Ching Lee Plunges 91% as Hong Kong’s Small-Cap Volatility Soars

  • Stock jumped 700% on its trading debut five months ago
  • GEM board IPOs this year have fallen average 59% from highs

A Hong Kong building contractor plunged 91 percent to become another victim of turbulence on the city’s small-cap enterprise market.

Ching Lee Holdings Ltd. shares slumped to 45 H.K. cents at the close on record volume, wiping out $564 million of value. The company reached a high of HK$5.86 on July 13 after surging about 700 percent on its March 29 debut. An employee at Ching Lee said company officials could not immediately respond to questions.

Gut-wrenching volatility of newly-listed stocks on the Growth Enterprise Market comes as regulators seek greater powers to scrutinize IPO applications in the city. The 25 companies that started trading this year on Hong Kong’s smaller exchange have fallen on average 59 percent from their highs, data compiled by Bloomberg show.

"The overall quality of GEM companies don’t merit the attention of serious value investors,” said Ronald Wan, chief executive at Partners Capital International Ltd. in Hong Kong. “We may need to improve our market rules by requiring public offerings, rather than just placements, for GEM listings.
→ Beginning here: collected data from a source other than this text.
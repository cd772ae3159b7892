use std::fmt;
use std::future::Future;

use futures_util::FutureExt;
use futures_util::future::BoxFuture;
use tokio::sync::oneshot;

use crate::error::SqlSchedulerError;
use crate::events::EventSink;

use super::pending::Pending;

/// What an operation does; used for dispatch decisions and logging.
#[derive(Debug, Clone, Copy, PartialEq, Eq, Hash)]
pub enum OperationKind {
    Exec,
    Prepare,
    Bind,
    Get,
    All,
    Each,
    Run,
    Reset,
    Finalize,
    Configure,
    Wait,
    Close,
    BackupInit,
    BackupStep,
    BackupFinish,
}

impl OperationKind {
    /// Exclusive operations act as barriers under every policy.
    #[must_use]
    pub fn is_exclusive(self) -> bool {
        matches!(self, Self::Exec | Self::Wait | Self::Close)
    }

    #[must_use]
    pub fn as_str(self) -> &'static str {
        match self {
            Self::Exec => "exec",
            Self::Prepare => "prepare",
            Self::Bind => "bind",
            Self::Get => "get",
            Self::All => "all",
            Self::Each => "each",
            Self::Run => "run",
            Self::Reset => "reset",
            Self::Finalize => "finalize",
            Self::Configure => "configure",
            Self::Wait => "wait",
            Self::Close => "close",
            Self::BackupInit => "backup",
            Self::BackupStep => "backup-step",
            Self::BackupFinish => "backup-finish",
        }
    }
}

impl fmt::Display for OperationKind {
    fn fmt(&self, f: &mut fmt::Formatter<'_>) -> fmt::Result {
        f.write_str(self.as_str())
    }
}

/// How a finished operation left the engine handle.
#[derive(Debug, Clone, Copy, PartialEq, Eq)]
pub(crate) struct Completion {
    /// The engine handle is unusable; nothing queued may start.
    pub fatal: bool,
}

/// A unit of queued work whose continuation fires exactly once.
pub(crate) trait Operation: Send {
    fn kind(&self) -> OperationKind;

    /// Perform the engine work and deliver the outcome.
    fn start(self: Box<Self>) -> BoxFuture<'static, Completion>;

    /// Deliver `err` without contacting the engine.
    fn reject(self: Box<Self>, err: SqlSchedulerError);
}

type Work<T> = Box<dyn FnOnce() -> BoxFuture<'static, Result<T, SqlSchedulerError>> + Send>;

/// Operation producing a `T`, answered through a oneshot continuation.
pub(crate) struct Task<T> {
    kind: OperationKind,
    work: Work<T>,
    respond_to: oneshot::Sender<Result<T, SqlSchedulerError>>,
    events: EventSink,
}

impl<T: Send + 'static> Task<T> {
    pub(crate) fn new<F, Fut>(kind: OperationKind, events: EventSink, work: F) -> (Self, Pending<T>)
    where
        F: FnOnce() -> Fut + Send + 'static,
        Fut: Future<Output = Result<T, SqlSchedulerError>> + Send + 'static,
    {
        let (respond_to, receiver) = oneshot::channel();
        let task = Self {
            kind,
            work: Box::new(move || work().boxed()),
            respond_to,
            events,
        };
        (task, Pending::waiting(receiver))
    }
}

fn deliver<T>(
    respond_to: oneshot::Sender<Result<T, SqlSchedulerError>>,
    outcome: Result<T, SqlSchedulerError>,
    events: &EventSink,
) {
    // Caller stopped listening: surface unclaimed failures on the event channel.
    if let Err(Err(err)) = respond_to.send(outcome) {
        events.error(&err);
    }
}

impl<T: Send + 'static> Operation for Task<T> {
    fn kind(&self) -> OperationKind {
        self.kind
    }

    fn start(self: Box<Self>) -> BoxFuture<'static, Completion> {
        let Task {
            work,
            respond_to,
            events,
            ..
        } = *self;
        async move {
            let outcome = work().await;
            let fatal = matches!(&outcome, Err(err) if err.is_fatal());
            deliver(respond_to, outcome, &events);
            Completion { fatal }
        }
        .boxed()
    }

    fn reject(self: Box<Self>, err: SqlSchedulerError) {
        deliver(self.respond_to, Err(err), &self.events);
    }
}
We may also raise the minimum number of shareholders for GEM listings."

MediNet Group Ltd., which soared 448 percent on its May 31 debut, has slumped 95 percent from the high of that day. Royal Catering Group Holdings Co. has also lost 95 percent from the peak of its first day of trading on Aug. 8.

The SFC is working with the city’s exchange operator on a consultation that would change how one of the world’s largest IPO venues screens applicants. The proposals published in June would reduce the power of the exchange-appointed Listing Committee and give the SFC more control, according to lawmakers and brokers.